___ Data for analysis

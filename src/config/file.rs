// src/config/file.rs
// File-based configuration from ~/.pr-council/config.toml

use super::env::CredentialEnv;
use super::validation::ConfigValidation;
use crate::diff::GeneratedRules;
use crate::error::Result;
use crate::llm::Provider;
use serde::{Deserialize, Serialize};
use std::collections::{BTreeMap, HashSet};
use std::path::{Path, PathBuf};
use tracing::{debug, warn};

/// Top-level config structure
#[derive(Debug, Clone, Default, Serialize, Deserialize)]
pub struct CouncilConfig {
    #[serde(default)]
    pub review: ReviewConfig,
    #[serde(default)]
    pub filter: FilterConfig,
    #[serde(default)]
    pub backends: Vec<BackendConfig>,
    #[serde(default)]
    pub credentials: BTreeMap<String, CredentialConfig>,
}

/// Review pipeline tuning
#[derive(Debug, Clone, Serialize, Deserialize)]
#[serde(default)]
pub struct ReviewConfig {
    pub max_chunk_bytes: usize,
    /// In-flight model calls across the whole review
    pub concurrency_limit: usize,
    /// Total attempts per task when rate limited
    pub max_attempts: u32,
    pub base_backoff_ms: u64,
    pub call_timeout_secs: u64,
    /// Overall deadline for one dispatch
    pub deadline_secs: u64,
    /// Backend ids to run; empty means every configured backend
    pub selected_backends: Vec<String>,
    pub synthesis_backend: Option<String>,
    pub temperature: f32,
    pub correlation_id: String,
}

impl Default for ReviewConfig {
    fn default() -> Self {
        Self {
            max_chunk_bytes: 12_000,
            concurrency_limit: 8,
            max_attempts: 3,
            base_backoff_ms: 1_000,
            call_timeout_secs: 300,
            deadline_secs: 900,
            selected_backends: Vec::new(),
            synthesis_backend: None,
            temperature: 0.2,
            correlation_id: "pr-council".into(),
        }
    }
}

/// Generated-file filter section
#[derive(Debug, Clone, Serialize, Deserialize)]
#[serde(default)]
pub struct FilterConfig {
    pub enabled: bool,
    pub path_globs: Vec<String>,
    pub name_regexes: Vec<String>,
    pub header_markers: Vec<String>,
}

impl Default for FilterConfig {
    fn default() -> Self {
        let rules = GeneratedRules::default();
        Self {
            enabled: true,
            path_globs: rules.path_globs,
            name_regexes: rules.name_regexes,
            header_markers: rules.header_markers,
        }
    }
}

impl FilterConfig {
    pub fn rules(&self) -> GeneratedRules {
        GeneratedRules {
            path_globs: self.path_globs.clone(),
            name_regexes: self.name_regexes.clone(),
            header_markers: self.header_markers.clone(),
        }
    }
}

/// One `[[backends]]` entry
#[derive(Debug, Clone, PartialEq, Serialize, Deserialize)]
pub struct BackendConfig {
    pub id: String,
    pub provider: Provider,
    pub base_url: String,
    /// Model name sent upstream; defaults to `id`
    #[serde(default)]
    pub model: Option<String>,
    /// Name of a `[credentials.<name>]` section
    #[serde(default)]
    pub credential: Option<String>,
}

impl BackendConfig {
    pub fn model_name(&self) -> &str {
        self.model.as_deref().unwrap_or(&self.id)
    }
}

#[derive(Debug, Clone, Copy, PartialEq, Eq, Serialize, Deserialize)]
#[serde(rename_all = "snake_case")]
pub enum CredentialMode {
    Preissued,
    ClientCredentials,
}

/// One `[credentials.<name>]` section
#[derive(Debug, Clone, PartialEq, Serialize, Deserialize)]
pub struct CredentialConfig {
    pub mode: CredentialMode,
    #[serde(default)]
    pub token: Option<String>,
    #[serde(default)]
    pub token_url: Option<String>,
    #[serde(default)]
    pub client_id: Option<String>,
    #[serde(default)]
    pub client_secret: Option<String>,
}

impl CouncilConfig {
    /// Load config from `path`, or from ~/.pr-council/config.toml.
    ///
    /// An explicit path must exist and parse. The default path falls back
    /// to defaults when missing or unparsable.
    pub fn load(path: Option<&Path>) -> Result<Self> {
        if let Some(path) = path {
            let contents = std::fs::read_to_string(path)?;
            let config = Self::parse(&contents)?;
            debug!(path = %path.display(), "Loaded config from file");
            return Ok(config);
        }

        let path = Self::config_path();
        match std::fs::read_to_string(&path) {
            Ok(contents) => match Self::parse(&contents) {
                Ok(config) => {
                    debug!(path = %path.display(), "Loaded config from file");
                    Ok(config)
                }
                Err(e) => {
                    warn!(path = %path.display(), error = %e, "Failed to parse config file");
                    Ok(Self::default())
                }
            },
            Err(_) => {
                debug!(path = %path.display(), "Config file not found, using defaults");
                Ok(Self::default())
            }
        }
    }

    pub fn parse(contents: &str) -> Result<Self> {
        Ok(toml::from_str(contents)?)
    }

    /// Directory holding config.toml and .env
    pub fn config_dir() -> PathBuf {
        dirs::home_dir()
            .unwrap_or_else(|| PathBuf::from("."))
            .join(".pr-council")
    }

    fn config_path() -> PathBuf {
        Self::config_dir().join("config.toml")
    }

    /// Fill credential fields missing from the file with environment values
    pub fn apply_env(&mut self, env: &CredentialEnv) {
        for credential in self.credentials.values_mut() {
            match credential.mode {
                CredentialMode::Preissued => {
                    if credential.token.is_none() {
                        credential.token = env.access_token.clone();
                    }
                }
                CredentialMode::ClientCredentials => {
                    if credential.client_id.is_none() {
                        credential.client_id = env.client_id.clone();
                    }
                    if credential.client_secret.is_none() {
                        credential.client_secret = env.client_secret.clone();
                    }
                }
            }
        }
    }

    pub fn backend(&self, id: &str) -> Option<&BackendConfig> {
        self.backends.iter().find(|b| b.id == id)
    }

    /// Backends to run: the configured selection, or all of them
    pub fn selected_backends(&self) -> Vec<String> {
        if self.review.selected_backends.is_empty() {
            self.backends.iter().map(|b| b.id.clone()).collect()
        } else {
            self.review.selected_backends.clone()
        }
    }

    /// Validate the configuration
    pub fn validate(&self) -> ConfigValidation {
        let mut validation = ConfigValidation::new();
        let review = &self.review;

        if review.max_chunk_bytes == 0 {
            validation.add_error("review.max_chunk_bytes", "must be greater than 0");
        }
        if review.concurrency_limit == 0 {
            validation.add_error("review.concurrency_limit", "must be greater than 0");
        }
        if review.max_attempts == 0 {
            validation.add_error("review.max_attempts", "must be at least 1");
        }
        if review.call_timeout_secs == 0 {
            validation.add_error("review.call_timeout_secs", "must be greater than 0");
        }
        if review.deadline_secs == 0 {
            validation.add_error("review.deadline_secs", "must be greater than 0");
        }
        if review.call_timeout_secs > review.deadline_secs {
            validation.add_warning(
                "review.call_timeout_secs",
                format!("{} exceeds review.deadline_secs ({})", review.call_timeout_secs, review.deadline_secs),
            );
        }
        if !(0.0..=2.0).contains(&review.temperature) {
            validation.add_warning(
                "review.temperature",
                format!("{} is outside 0.0..=2.0", review.temperature),
            );
        }

        if self.backends.is_empty() {
            validation.add_warning("backends", "no backends configured, add a [[backends]] section");
        }

        let mut seen = HashSet::new();
        for backend in &self.backends {
            let field = |name: &str| format!("backends[{}].{}", backend.id, name);
            if !seen.insert(backend.id.as_str()) {
                validation.add_error(field("id"), format!("duplicate backend id '{}'", backend.id));
            }
            if backend.base_url.trim().is_empty() {
                validation.add_error(field("base_url"), "is empty");
            }
            match (&backend.credential, backend.provider.requires_credential()) {
                (None, true) => validation.add_error(
                    field("credential"),
                    format!("provider '{}' needs a credential but none is named", backend.provider),
                ),
                (Some(name), true) if !self.credentials.contains_key(name) => {
                    validation.add_error(field("credential"), format!("undefined credential '{}'", name))
                }
                (Some(name), false) => validation.add_warning(
                    field("credential"),
                    format!("'{}' is ignored, provider '{}' has no auth", name, backend.provider),
                ),
                _ => {}
            }
        }

        for id in &review.selected_backends {
            if self.backend(id).is_none() {
                validation.add_error(
                    "review.selected_backends",
                    format!("backend '{}' is not configured", id),
                );
            }
        }
        if let Some(id) = &review.synthesis_backend {
            if self.backend(id).is_none() {
                validation.add_error(
                    "review.synthesis_backend",
                    format!("backend '{}' is not configured", id),
                );
            }
        }

        for (name, credential) in &self.credentials {
            let field = |key: &str| format!("credentials.{}.{}", name, key);
            match credential.mode {
                CredentialMode::Preissued => {
                    if credential.token.as_deref().is_none_or(|t| t.trim().is_empty()) {
                        validation.add_error(
                            field("token"),
                            "pre-issued credential has no token (set token or PR_COUNCIL_ACCESS_TOKEN)",
                        );
                    }
                }
                CredentialMode::ClientCredentials => {
                    for (key, value) in [
                        ("token_url", &credential.token_url),
                        ("client_id", &credential.client_id),
                        ("client_secret", &credential.client_secret),
                    ] {
                        if value.as_deref().is_none_or(|v| v.trim().is_empty()) {
                            validation.add_error(field(key), "is required for client_credentials");
                        }
                    }
                }
            }
        }

        validation
    }
}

______

▶ _Assignment_:
Determine how many lines of the material include the string "HashSet". Output only that count.

▶ _Response below_:
2